[Items listed in a dataset]
-------

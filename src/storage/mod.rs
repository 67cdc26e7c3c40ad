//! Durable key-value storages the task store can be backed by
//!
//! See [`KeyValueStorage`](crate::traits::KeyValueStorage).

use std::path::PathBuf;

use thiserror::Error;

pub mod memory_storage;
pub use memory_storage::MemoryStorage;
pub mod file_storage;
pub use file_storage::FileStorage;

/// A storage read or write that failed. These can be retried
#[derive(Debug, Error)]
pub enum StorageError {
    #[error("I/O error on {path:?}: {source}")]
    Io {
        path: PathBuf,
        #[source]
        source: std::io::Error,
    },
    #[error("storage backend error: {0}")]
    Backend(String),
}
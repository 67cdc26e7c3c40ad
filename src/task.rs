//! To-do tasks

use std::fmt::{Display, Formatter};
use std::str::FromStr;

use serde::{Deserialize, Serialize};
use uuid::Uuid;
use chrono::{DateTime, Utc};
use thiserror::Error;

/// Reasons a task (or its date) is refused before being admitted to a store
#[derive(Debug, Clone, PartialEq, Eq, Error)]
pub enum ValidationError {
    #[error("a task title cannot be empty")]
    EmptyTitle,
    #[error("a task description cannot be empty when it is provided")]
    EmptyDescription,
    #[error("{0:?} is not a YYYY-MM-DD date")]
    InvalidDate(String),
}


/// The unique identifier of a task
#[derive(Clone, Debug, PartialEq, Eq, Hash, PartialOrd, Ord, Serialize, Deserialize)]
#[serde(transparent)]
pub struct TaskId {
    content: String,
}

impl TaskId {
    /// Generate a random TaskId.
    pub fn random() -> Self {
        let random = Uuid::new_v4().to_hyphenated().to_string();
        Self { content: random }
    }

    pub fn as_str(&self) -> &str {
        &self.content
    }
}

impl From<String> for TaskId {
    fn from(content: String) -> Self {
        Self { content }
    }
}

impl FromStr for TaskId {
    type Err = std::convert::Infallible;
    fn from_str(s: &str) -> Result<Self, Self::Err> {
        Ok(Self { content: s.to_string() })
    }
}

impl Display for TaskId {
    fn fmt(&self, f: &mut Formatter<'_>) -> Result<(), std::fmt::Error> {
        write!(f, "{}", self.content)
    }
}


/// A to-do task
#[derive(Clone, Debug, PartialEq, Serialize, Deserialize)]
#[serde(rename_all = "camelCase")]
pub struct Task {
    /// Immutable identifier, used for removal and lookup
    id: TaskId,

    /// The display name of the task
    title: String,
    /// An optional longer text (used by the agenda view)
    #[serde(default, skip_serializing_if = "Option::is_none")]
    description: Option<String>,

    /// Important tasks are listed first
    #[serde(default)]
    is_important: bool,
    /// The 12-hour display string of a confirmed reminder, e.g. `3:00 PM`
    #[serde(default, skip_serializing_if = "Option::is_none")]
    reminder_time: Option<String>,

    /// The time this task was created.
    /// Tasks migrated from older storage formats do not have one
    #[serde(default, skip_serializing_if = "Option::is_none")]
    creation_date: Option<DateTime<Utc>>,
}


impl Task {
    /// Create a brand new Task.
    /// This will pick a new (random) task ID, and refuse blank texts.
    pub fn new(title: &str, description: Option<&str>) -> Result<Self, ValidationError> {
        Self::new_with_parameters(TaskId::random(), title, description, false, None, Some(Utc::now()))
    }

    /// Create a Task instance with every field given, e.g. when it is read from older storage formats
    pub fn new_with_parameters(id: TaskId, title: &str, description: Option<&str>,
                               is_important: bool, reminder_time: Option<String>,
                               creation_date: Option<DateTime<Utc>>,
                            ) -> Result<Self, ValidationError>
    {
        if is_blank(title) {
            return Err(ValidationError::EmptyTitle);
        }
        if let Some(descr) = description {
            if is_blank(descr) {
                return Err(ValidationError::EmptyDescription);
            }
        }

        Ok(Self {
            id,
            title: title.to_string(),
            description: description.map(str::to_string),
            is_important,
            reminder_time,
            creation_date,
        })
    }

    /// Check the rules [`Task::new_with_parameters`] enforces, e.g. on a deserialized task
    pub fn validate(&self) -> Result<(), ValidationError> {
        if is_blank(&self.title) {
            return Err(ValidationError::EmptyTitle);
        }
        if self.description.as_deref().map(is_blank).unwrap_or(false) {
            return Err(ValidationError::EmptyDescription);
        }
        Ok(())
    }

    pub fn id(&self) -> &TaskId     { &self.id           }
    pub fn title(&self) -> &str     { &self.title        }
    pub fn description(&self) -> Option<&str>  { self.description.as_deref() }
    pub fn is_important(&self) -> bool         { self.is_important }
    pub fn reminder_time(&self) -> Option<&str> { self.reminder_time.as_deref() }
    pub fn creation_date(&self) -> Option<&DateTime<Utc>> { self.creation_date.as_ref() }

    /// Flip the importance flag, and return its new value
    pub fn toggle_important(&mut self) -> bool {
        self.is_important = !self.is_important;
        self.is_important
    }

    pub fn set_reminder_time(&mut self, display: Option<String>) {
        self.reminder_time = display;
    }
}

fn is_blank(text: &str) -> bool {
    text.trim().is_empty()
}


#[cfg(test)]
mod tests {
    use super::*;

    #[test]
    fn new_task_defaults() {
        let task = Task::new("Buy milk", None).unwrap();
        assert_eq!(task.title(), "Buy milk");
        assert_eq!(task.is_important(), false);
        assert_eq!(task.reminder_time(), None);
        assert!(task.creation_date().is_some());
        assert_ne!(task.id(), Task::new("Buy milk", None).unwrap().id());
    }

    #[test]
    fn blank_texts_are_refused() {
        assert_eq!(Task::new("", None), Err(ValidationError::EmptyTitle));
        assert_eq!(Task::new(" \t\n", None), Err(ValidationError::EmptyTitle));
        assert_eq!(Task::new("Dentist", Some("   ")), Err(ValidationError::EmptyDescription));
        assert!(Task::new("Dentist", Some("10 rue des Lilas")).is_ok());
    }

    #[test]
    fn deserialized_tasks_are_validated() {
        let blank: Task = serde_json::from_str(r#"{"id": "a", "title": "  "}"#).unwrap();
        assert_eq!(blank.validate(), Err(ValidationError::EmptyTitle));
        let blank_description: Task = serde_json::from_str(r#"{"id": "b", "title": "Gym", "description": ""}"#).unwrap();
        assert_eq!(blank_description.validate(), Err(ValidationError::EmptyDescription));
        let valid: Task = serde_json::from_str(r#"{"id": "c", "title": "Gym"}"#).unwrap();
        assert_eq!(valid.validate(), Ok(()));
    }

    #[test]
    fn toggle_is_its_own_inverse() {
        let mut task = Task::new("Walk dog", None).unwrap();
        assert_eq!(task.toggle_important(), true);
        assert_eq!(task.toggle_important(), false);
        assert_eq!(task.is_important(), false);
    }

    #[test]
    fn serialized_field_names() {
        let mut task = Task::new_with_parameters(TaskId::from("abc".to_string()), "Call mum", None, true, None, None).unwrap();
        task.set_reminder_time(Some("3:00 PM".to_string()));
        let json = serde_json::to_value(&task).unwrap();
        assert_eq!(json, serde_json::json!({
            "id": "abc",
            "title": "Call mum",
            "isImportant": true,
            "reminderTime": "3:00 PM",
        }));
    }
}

-------

TASK DESCRIPTION:
Each record above has to be set down again, exactly and completely.

RESULT OF THE EXERCISE:
filename src/storage/mod.rs
repository 67cdc26e7c3c40ad
//! Durable key-value storages the task store can be backed by
//!
//! See [`KeyValueStorage`](crate::traits::KeyValueStorage).

use std::path::PathBuf;

use thiserror::Error;

pub mod memory_storage;
pub use memory_storage::MemoryStorage;
pub mod file_storage;
pub use file_storage::FileStorage;

/// A storage read or write that failed. These can be retried
#[derive(Debug, Error)]
pub enum StorageError {
    #[error("I/O error on {path:?}: {source}")]
    Io {
        path: PathBuf,
        #[source]
        source: std::io::Error,
    },
    #[error("storage backend error: {0}")]
    Backend(String),
}
repository 67cdc26e7c3c40ad
filename src/task.rs
//! To-do tasks

use std::fmt::{Display, Formatter};
use std::str::FromStr;

use serde::{Deserialize, Serialize};
use uuid::Uuid;
use chrono::{DateTime, Utc};
use thiserror::Error;

/// Reasons a task (or its date) is refused before being admitted to a store
#[derive(Debug, Clone, PartialEq, Eq, Error)]
pub enum ValidationError {
    #[error("a task title cannot be empty")]
    EmptyTitle,
    #[error("a task description cannot be empty when it is provided")]
    EmptyDescription,
    #[error("{0:?} is not a YYYY-MM-DD date")]
    InvalidDate(String),
}


/// The unique identifier of a task
#[derive(Clone, Debug, PartialEq, Eq, Hash, PartialOrd, Ord, Serialize, Deserialize)]
#[serde(transparent)]
pub struct TaskId {
    content: String,
}

impl TaskId {
    /// Generate a random TaskId.
    pub fn random() -> Self {
        let random = Uuid::new_v4().to_hyphenated().to_string();
        Self { content: random }
    }

    pub fn as_str(&self) -> &str {
        &self.content
    }
}

impl From<String> for TaskId {
    fn from(content: String) -> Self {
        Self { content }
    }
}

impl FromStr for TaskId {
    type Err = std::convert::Infallible;
    fn from_str(s: &str) -> Result<Self, Self::Err> {
        Ok(Self { content: s.to_string() })
    }
}

impl Display for TaskId {
    fn fmt(&self, f: &mut Formatter<'_>) -> Result<(), std::fmt::Error> {
        write!(f, "{}", self.content)
    }
}


/// A to-do task
#[derive(Clone, Debug, PartialEq, Serialize, Deserialize)]
#[serde(rename_all = "camelCase")]
pub struct Task {
    /// Immutable identifier, used for removal and lookup
    id: TaskId,

    /// The display name of the task
    title: String,
    /// An optional longer text (used by the agenda view)
    #[serde(default, skip_serializing_if = "Option::is_none")]
    description: Option<String>,

    /// Important tasks are listed first
    #[serde(default)]
    is_important: bool,
    /// The 12-hour display string of a confirmed reminder, e.g. `3:00 PM`
    #[serde(default, skip_serializing_if = "Option::is_none")]
    reminder_time: Option<String>,

    /// The time this task was created.
    /// Tasks migrated from older storage formats do not have one
    #[serde(default, skip_serializing_if = "Option::is_none")]
    creation_date: Option<DateTime<Utc>>,
}


impl Task {
    /// Create a brand new Task.
    /// This will pick a new (random) task ID, and refuse blank texts.
    pub fn new(title: &str, description: Option<&str>) -> Result<Self, ValidationError> {
        Self::new_with_parameters(TaskId::random(), title, description, false, None, Some(Utc::now()))
    }

    /// Create a Task instance with every field given, e.g. when it is read from older storage formats
    pub fn new_with_parameters(id: TaskId, title: &str, description: Option<&str>,
                               is_important: bool, reminder_time: Option<String>,
                               creation_date: Option<DateTime<Utc>>,
                            ) -> Result<Self, ValidationError>
    {
        if is_blank(title) {
            return Err(ValidationError::EmptyTitle);
        }
        if let Some(descr) = description {
            if is_blank(descr) {
                return Err(ValidationError::EmptyDescription);
            }
        }

        Ok(Self {
            id,
            title: title.to_string(),
            description: description.map(str::to_string),
            is_important,
            reminder_time,
            creation_date,
        })
    }

    /// Check the rules [`Task::new_with_parameters`] enforces, e.g. on a deserialized task
    pub fn validate(&self) -> Result<(), ValidationError> {
        if is_blank(&self.title) {
            return Err(ValidationError::EmptyTitle);
        }
        if self.description.as_deref().map(is_blank).unwrap_or(false) {
            return Err(ValidationError::EmptyDescription);
        }
        Ok(())
    }

    pub fn id(&self) -> &TaskId     { &self.id           }
    pub fn title(&self) -> &str     { &self.title        }
    pub fn description(&self) -> Option<&str>  { self.description.as_deref() }
    pub fn is_important(&self) -> bool         { self.is_important }
    pub fn reminder_time(&self) -> Option<&str> { self.reminder_time.as_deref() }
    pub fn creation_date(&self) -> Option<&DateTime<Utc>> { self.creation_date.as_ref() }

    /// Flip the importance flag, and return its new value
    pub fn toggle_important(&mut self) -> bool {
        self.is_important = !self.is_important;
        self.is_important
    }

    pub fn set_reminder_time(&mut self, display: Option<String>) {
        self.reminder_time = display;
    }
}

fn is_blank(text: &str) -> bool {
    text.trim().is_empty()
}


#[cfg(test)]
mod tests {
    use super::*;

    #[test]
    fn new_task_defaults() {
        let task = Task::new("Buy milk", None).unwrap();
        assert_eq!(task.title(), "Buy milk");
        assert_eq!(task.is_important(), false);
        assert_eq!(task.reminder_time(), None);
        assert!(task.creation_date().is_some());
        assert_ne!(task.id(), Task::new("Buy milk", None).unwrap().id());
    }

    #[test]
    fn blank_texts_are_refused() {
        assert_eq!(Task::new("", None), Err(ValidationError::EmptyTitle));
        assert_eq!(Task::new(" \t\n", None), Err(ValidationError::EmptyTitle));
        assert_eq!(Task::new("Dentist", Some("   ")), Err(ValidationError::EmptyDescription));
        assert!(Task::new("Dentist", Some("10 rue des Lilas")).is_ok());
    }

    #[test]
    fn deserialized_tasks_are_validated() {
        let blank: Task = serde_json::from_str(r#"{"id": "a", "title": "  "}"#).unwrap();
        assert_eq!(blank.validate(), Err(ValidationError::EmptyTitle));
        let blank_description: Task = serde_json::from_str(r#"{"id": "b", "title": "Gym", "description": ""}"#).unwrap();
        assert_eq!(blank_description.validate(), Err(ValidationError::EmptyDescription));
        let valid: Task = serde_json::from_str(r#"{"id": "c", "title": "Gym"}"#).unwrap();
        assert_eq!(valid.validate(), Ok(()));
    }

    #[test]
    fn toggle_is_its_own_inverse() {
        let mut task = Task::new("Walk dog", None).unwrap();
        assert_eq!(task.toggle_important(), true);
        assert_eq!(task.toggle_important(), false);
        assert_eq!(task.is_important(), false);
    }

    #[test]
    fn serialized_field_names() {
        let mut task = Task::new_with_parameters(TaskId::from("abc".to_string()), "Call mum", None, true, None, None).unwrap();
        task.set_reminder_time(Some("3:00 PM".to_string()));
        let json = serde_json::to_value(&task).unwrap();
        assert_eq!(json, serde_json::json!({
            "id": "abc",
            "title": "Call mum",
            "isImportant": true,
            "reminderTime": "3:00 PM",
        }));
    }
}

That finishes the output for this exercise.